Theater Review - Sondheim’s South Pacific



The main character of the Alliance Theatre’s Pacific Overtures is not a person but a country. The Stephen Sondheim musical, directed by Kent Gash, depicts Japan’s first encounter with America in 1853. The arrival of Commodore Perry ended the nation’s long isolationism with effects on the Japanese psyche that continue to this day, according to the play.

Pacific Overtures makes an interesting history lesson and a lavish showcase of Japanese fashion and theatrical styles, but provides almost no points of emotional connection.

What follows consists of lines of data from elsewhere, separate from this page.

//! Root-finding algorithms.
//!
//! This module provides the numerical solver used for yield inversion:
//!
//! - [`newton_raphson`]: Fast quadratic convergence when a derivative is
//!   available
//! - [`newton_raphson_numerical`]: The same iteration with a central
//!   finite-difference derivative estimate
//!
//! # Convergence
//!
//! The iteration stops when `|f(x)| < tolerance` or `|step| < tolerance`.
//! Running out of iterations or hitting a numerically flat region is an
//! error for the caller to interpret; it is never retried internally.

mod newton;

pub use newton::{newton_raphson, newton_raphson_numerical};

/// Default tolerance for root-finding algorithms.
pub const DEFAULT_TOLERANCE: f64 = 1e-8;

/// Default maximum iterations for root-finding algorithms.
pub const DEFAULT_MAX_ITERATIONS: u32 = 100;

/// Step size for central finite-difference derivative estimation.
pub const DERIVATIVE_STEP: f64 = 1e-6;

/// Derivative magnitudes below this are treated as a flat region.
pub const FLAT_DERIVATIVE_THRESHOLD: f64 = 1e-12;

/// Configuration for root-finding algorithms.
#[derive(Debug, Clone, Copy)]
pub struct SolverConfig {
    /// Tolerance for convergence.
    pub tolerance: f64,
    /// Maximum number of iterations.
    pub max_iterations: u32,
}

impl Default for SolverConfig {
    fn default() -> Self {
        Self {
            tolerance: DEFAULT_TOLERANCE,
            max_iterations: DEFAULT_MAX_ITERATIONS,
        }
    }
}

impl SolverConfig {
    /// Creates a new solver configuration.
    #[must_use]
    pub fn new(tolerance: f64, max_iterations: u32) -> Self {
        Self {
            tolerance,
            max_iterations,
        }
    }

    /// Sets the tolerance.
    #[must_use]
    pub fn with_tolerance(mut self, tolerance: f64) -> Self {
        self.tolerance = tolerance;
        self
    }

    /// Sets the maximum iterations.
    #[must_use]
    pub fn with_max_iterations(mut self, max_iterations: u32) -> Self {
        self.max_iterations = max_iterations;
        self
    }
}

/// Result of a root-finding iteration.
#[derive(Debug, Clone, Copy)]
pub struct SolverResult {
    /// The root found.
    pub root: f64,
    /// Number of iterations used.
    pub iterations: u32,
    /// Final residual (function value at root).
    pub residual: f64,
}

#[cfg(test)]
mod tests {
    use super::*;
    use approx::assert_relative_eq;
    use proptest::prelude::*;

    #[test]
    fn test_solver_config() {
        let config = SolverConfig::default()
            .with_tolerance(1e-10)
            .with_max_iterations(50);

        assert!((config.tolerance - 1e-10).abs() < f64::EPSILON);
        assert_eq!(config.max_iterations, 50);
    }

    // ============ YTM-like Financial Tests ============

    /// Helper to calculate bond price from yield
    fn bond_price(yield_rate: f64, coupon: f64, face: f64, years: i32, freq: i32) -> f64 {
        let periods = years * freq;
        let coupon_per_period = coupon / freq as f64;
        let discount_rate = yield_rate / freq as f64;

        let mut pv = 0.0;
        for t in 1..=periods {
            pv += coupon_per_period / (1.0 + discount_rate).powi(t);
        }
        pv += face / (1.0 + discount_rate).powi(periods);
        pv
    }

    #[test]
    fn test_ytm_par_bond() {
        // A bond trading at par should have YTM = coupon rate
        let f = |y: f64| bond_price(y, 5.0, 100.0, 10, 2) - 100.0;

        let result = newton_raphson_numerical(f, 0.05, &SolverConfig::default()).unwrap();

        assert_relative_eq!(result.root, 0.05, epsilon = 1e-8);
    }

    #[test]
    fn test_ytm_discount_bond() {
        // A bond trading below par should have YTM > coupon rate
        let f = |y: f64| bond_price(y, 5.0, 100.0, 5, 2) - 95.0;

        let result = newton_raphson_numerical(f, 0.05, &SolverConfig::default()).unwrap();

        assert!(result.root > 0.05);
        assert!(f(result.root).abs() < 1e-7);
    }

    #[test]
    fn test_ytm_premium_bond() {
        // A bond trading above par should have YTM < coupon rate
        let f = |y: f64| bond_price(y, 7.0, 100.0, 5, 2) - 105.0;

        let result = newton_raphson_numerical(f, 0.07, &SolverConfig::default()).unwrap();

        assert!(result.root < 0.07);
        assert!(f(result.root).abs() < 1e-7);
    }

    proptest! {
        #[test]
        fn prop_ytm_recovered_from_generated_price(
            ytm in 0.01f64..0.20,
            coupon in 0.0f64..12.0,
            years in 1i32..30,
            freq in 1i32..=4,
        ) {
            // Price at a known yield, then invert; the objective is
            // strictly decreasing so the root is unique
            let target = bond_price(ytm, coupon, 100.0, years, freq);
            let f = |y: f64| bond_price(y, coupon, 100.0, years, freq) - target;

            let result =
                newton_raphson_numerical(f, coupon / 100.0, &SolverConfig::default()).unwrap();
            prop_assert!((result.root - ytm).abs() < 1e-6);
        }
    }
}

The characters range from lowly villagers to the infant Emperor himself and are played by an all-male cast, following the traditions of Japanese theater. The decision pays off at times, particularly with Allan Mansager’s delicate, minimal dance as Kayama’s mournful wife. But “Welcome to Kanagawa,” a brothel song led by Alan Muraoka, merely proves to be a tediously campy drag show.

Overtures presents America from the Japanese point of view, and when we first see Commodore Perry and his fellow sailors, they’re dressed in garish masks of the Japanese Noh tradition to emphasize their alien nature. As Perry, Kenway Hon Wai K. Kua sports a mane of red hair and the Stars and Stripes on his sleeves for a wordless, Kabuki-style “lion dance” that symbolizes American pride, power and foolishness. Paul Tazewell designs marvelous costumes, although the “bald” hairpieces for the samurai topknots look like shower caps.

The closest the musical comes to a hero is minor samurai Kayama (Steven Eng), ordered to repel Perry’s four ships on their arrival. We sympathize with Kayama’s impossible task to accommodate both the implacable West and inscrutable East. Kayama only has two songs, but his second-act number, “A Bowler Hat,” describes his gradual Westernization in the form of letters written over years. “A Bowler Hat” finds the personal cost in the sweep of history, and so effectively lays out Pacific Overtures themes as to make the rest of the play superfluous, for all its pageantry.



Pacific Overtures plays through June 1 at the Alliance Theatre Company, Woodruff Arts Center, 1280 Peachtree St. Tues.-Sat. 8 p.m.; Sun. 2:30 and 7:30 p.m. $17-$46. 404-733-5000. www.alliancetheatre.org.